Rayna Croft was one of the hardest working women in Hope Rock County. And she was a good cook.

"I've got so much to do, and I suddenly feel a bit overwhelmed," Hadley said. "Like I've got too many irons in the fire."

"I'll come over one evening when you're not busy, and we can divvy up the chores and get ourselves organized. How are you coming along with cleaning out Mr. Singlepenny's place?" Rayna asked.

"You know about that?" Hadley said.

"Maury filled me in," Rayna said. "She's none too happy you're out there, you know."

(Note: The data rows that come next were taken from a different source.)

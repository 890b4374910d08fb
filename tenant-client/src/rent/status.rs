//! Monthly rent-status reconciliation.

use crate::models::{Payment, Rental};
use chrono::{Datelike, NaiveDate};

#[derive(Debug, Clone, Copy, PartialEq, Eq)]
pub enum RentStatus {
    Paid,
    Partial,
    Pending,
    Restricted,
}

impl RentStatus {
    pub fn as_str(&self) -> &'static str {
        match self {
            Self::Paid => "PAID",
            Self::Partial => "PARTIAL",
            Self::Pending => "PENDING",
            Self::Restricted => "RESTRICTED",
        }
    }
}

impl std::fmt::Display for RentStatus {
    fn fmt(&self, f: &mut std::fmt::Formatter<'_>) -> std::fmt::Result {
        f.write_str(self.as_str())
    }
}

/// Derived view of the current month's rent position.
#[derive(Debug, Clone, PartialEq)]
pub struct RentSummary {
    pub total_rent: f64,
    /// Sum of COMPLETED payments dated in the current calendar month.
    pub paid_amount: f64,
    /// `total_rent - paid_amount`; negative when overpaid.
    pub remaining_balance: f64,
    /// Current-month payments in a non-COMPLETED status.
    pub pending_count: usize,
    pub status: RentStatus,
    pub is_late: bool,
}

impl RentSummary {
    /// Reconcile a rental against its payment list as of `today`
    /// (the device-local calendar date).
    ///
    /// Only payments with a paid date, a COMPLETED status, and the same
    /// month and year as `today` count toward `paid_amount`; other
    /// statuses in the month feed `pending_count` instead. A rent of
    /// zero never reads PAID. Once the due day has passed with a
    /// positive balance, any non-PAID status collapses to RESTRICTED.
    pub fn reconcile(rental: Option<&Rental>, payments: &[Payment], today: NaiveDate) -> Self {
        let total_rent = rental.map(|r| r.rent_amount).unwrap_or(0.0);

        let mut paid_amount = 0.0;
        let mut pending_count = 0;
        for payment in payments {
            let Some(paid_date) = payment.paid_date else {
                continue;
            };
            if !same_calendar_month(paid_date.date_naive(), today) {
                continue;
            }
            if payment.status.is_completed() {
                paid_amount += payment.amount;
            } else {
                pending_count += 1;
            }
        }

        let remaining_balance = total_rent - paid_amount;

        let due_day = rental.map(|r| r.due_day).unwrap_or(0);
        let is_late = today.day() > due_day && remaining_balance > 0.0;

        let mut status = if paid_amount >= total_rent && total_rent > 0.0 {
            RentStatus::Paid
        } else if paid_amount > 0.0 {
            RentStatus::Partial
        } else {
            RentStatus::Pending
        };
        if is_late && status != RentStatus::Paid {
            status = RentStatus::Restricted;
        }

        Self {
            total_rent,
            paid_amount,
            remaining_balance,
            pending_count,
            status,
            is_late,
        }
    }

    /// Reconcile against the device clock.
    pub fn reconcile_now(rental: Option<&Rental>, payments: &[Payment]) -> Self {
        Self::reconcile(rental, payments, chrono::Local::now().date_naive())
    }

    /// Raw paid-to-total ratio; 0 when no rent is set.
    pub fn progress(&self) -> f64 {
        if self.total_rent > 0.0 {
            self.paid_amount / self.total_rent
        } else {
            0.0
        }
    }

    /// Ratio clamped to `[0, 1]` for progress bars.
    pub fn progress_clamped(&self) -> f64 {
        self.progress().clamp(0.0, 1.0)
    }
}

fn same_calendar_month(date: NaiveDate, today: NaiveDate) -> bool {
    date.month() == today.month() && date.year() == today.year()
}
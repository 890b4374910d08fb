//! Owner home-screen aggregation.

use crate::models::{OwnerPayment, PropertyStatus};
use crate::services::payments::{collected_in_month, PaymentService};
use crate::services::properties::PropertyService;
use crate::services::tenants::TenantDirectoryService;
use chrono::NaiveDate;
use client_core::error::ClientError;
use client_core::http::ApiClient;
use std::sync::Arc;
use tokio_util::sync::CancellationToken;

const RECENT_PAYMENTS_SHOWN: usize = 5;

/// Everything the owner home screen renders in one load.
#[derive(Debug, Clone)]
pub struct OwnerDashboard {
    pub total_properties: usize,
    pub available_properties: usize,
    pub occupied_properties: usize,
    pub tenant_count: usize,
    /// COMPLETED payments of the current calendar month, summed.
    pub collected_this_month: f64,
    /// Latest payments, newest-arrival first.
    pub recent_payments: Vec<OwnerPayment>,
}

#[derive(Clone)]
pub struct DashboardService {
    properties: PropertyService,
    tenants: TenantDirectoryService,
    payments: PaymentService,
}

impl DashboardService {
    pub fn new(api: Arc<ApiClient>) -> Self {
        Self {
            properties: PropertyService::new(api.clone()),
            tenants: TenantDirectoryService::new(api.clone()),
            payments: PaymentService::new(api),
        }
    }

    /// Load the dashboard as of `today` (the device-local calendar
    /// date). Properties, tenants, and payments are fetched
    /// concurrently and joined once all three resolved.
    pub async fn load(
        &self,
        today: NaiveDate,
        cancel: &CancellationToken,
    ) -> Result<OwnerDashboard, ClientError> {
        let (properties, tenants, payments) = tokio::join!(
            self.properties.properties(cancel),
            self.tenants.tenants(cancel),
            self.payments.payments(cancel),
        );
        let properties = properties?;
        let tenants = tenants?;
        let payments = payments?;

        let available_properties = properties
            .iter()
            .filter(|p| p.status == PropertyStatus::Available)
            .count();
        let occupied_properties = properties
            .iter()
            .filter(|p| p.status == PropertyStatus::Occupied)
            .count();

        let collected_this_month = collected_in_month(&payments, today);
        let recent_payments: Vec<OwnerPayment> = payments
            .iter()
            .rev()
            .take(RECENT_PAYMENTS_SHOWN)
            .cloned()
            .collect();

        Ok(OwnerDashboard {
            total_properties: properties.len(),
            available_properties,
            occupied_properties,
            tenant_count: tenants.len(),
            collected_this_month,
            recent_payments,
        })
    }

    /// [`Self::load`] against the device clock.
    pub async fn load_now(
        &self,
        cancel: &CancellationToken,
    ) -> Result<OwnerDashboard, ClientError> {
        self.load(chrono::Local::now().date_naive(), cancel).await
    }
}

"Don't I know it," Hadley said. "And Maury's none too happy with Bill for suggesting it in the first place. Her panties are so wadded, I don't know when she'll ever get them untangled. I hope she doesn't give Bill too much grief over offering me the cleanup job. I'm glad to keep busy, you know."

"Busy. Don't I know what the meaning of that word is," said Rayna. "Well, give me a ring when you want me to drop by. I think I've still got some of the recipes for several for the desserts that were fixed year before last when I was in charge."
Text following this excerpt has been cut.